Pays Bas : Les néerlandais ont créé la Tesla du bus !

Est-ce que l’autobus peut faire partie des “nouvelles mobilités”, thématique centrale dans mes activités de consultant ? C’est une question que je me suis posée lorsque j’ai été contacté par les dirigeants de la société Ebusco, un constructeur de bus hollandais. Plus habitué à une selle de vélo qu’à un siège d’autobus, je partais avec un à priori plutôt négatif. Alors rapidement, j’ai souhaité visiter l’usine, rencontrer les différents ingénieurs mais surtout, aller voir tourner des bus “en exploitation”. Ce que j’ai découvert et la dynamique que j’ai perçue sur place m’a étonné. Dans le sens positif du terme. Tout simplement parce que j’ai senti chez ce constructeur quelque chose de … différent.

Ebusco, vous ne connaissiez pas? 

Il faut être honnête, moi non plus je ne connaissais pas Ebusco. Et pourtant. L’entreprise hollandaise a été créée en 2012, avec une idée simple à la base : être le premier pure player du bus 100% électrique. Et en presque 10 ans, j’ai découvert qu’il s’en était passé des choses. Le constructeur est désormais présent dans plusieurs réseaux européens, des réseaux particulièrement à la pointe en termes de décarbonation : De Lijn en Belgique, SWM & MVG à Munich, Transdev Rhein-Main GmbH à Francfort, Norgesbuss en Norvège. Une présence importante en Europe du Nord donc, mais particulièrement aux Pays Bas, ou les Ebusco sont exploités à Dordrecht, Utrecht, Groningen, Amsterdam et Haarlem… Au total, ce sont plus de 300 bus qui circulent dans 7 pays. Première surprise ! Il faut dire que la plupart de ces pays ont des objectifs de décarbonation ambitieux : certains visent le 100% de flottes de bus à zéro émission en 2025.

Au total, ce sont plus de 300 bus qui circulent dans 7 pays.

Pour répondre à ces enjeux ambitieux, l’entreprise hollandaise développe elle même ses principales innovations matérielles et logicielles, en interne, grâce à une équipe d’ingénieurs, de développeurs produit et de spécialistes R&D très costauds… et c’est notable lorsque l’on visite l’usine : les bureaux sont tout aussi impressionnants que les ateliers !

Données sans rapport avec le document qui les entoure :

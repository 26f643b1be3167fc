pub mod client;
pub mod discovery;
pub mod logs;

pub use client::KubeApi;
pub use discovery::ResourceKind;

Du côté du top management, il est intéressant de voir que le CEO, Peter Bijvelds, un ancien pilote de rallye tout aussi sympa que visionnaire, a su s’entourer de nombreux profils issus… de l’aérospatiale et de l’automobile (vous aussi ca vous fait penser à une autre histoire de l’autre côté du pacifique ?). Bob Fleuren, le COO/Head of Programs, celui qui a notamment imaginé le Ebusco 3.0 (nous en parlerons plus tard) possède 20 ans d’expérience dans l’industrie aéronautique. Le CTO, Tjaard Sijpkes, vient du monde de l’aérospatiale. Will Bierens, le Chief of Performance, vient quant à lui du transport public, puisqu’il a travaillé 30 ans chez des opérateurs privés tels que Transdev aux Pays Bas. 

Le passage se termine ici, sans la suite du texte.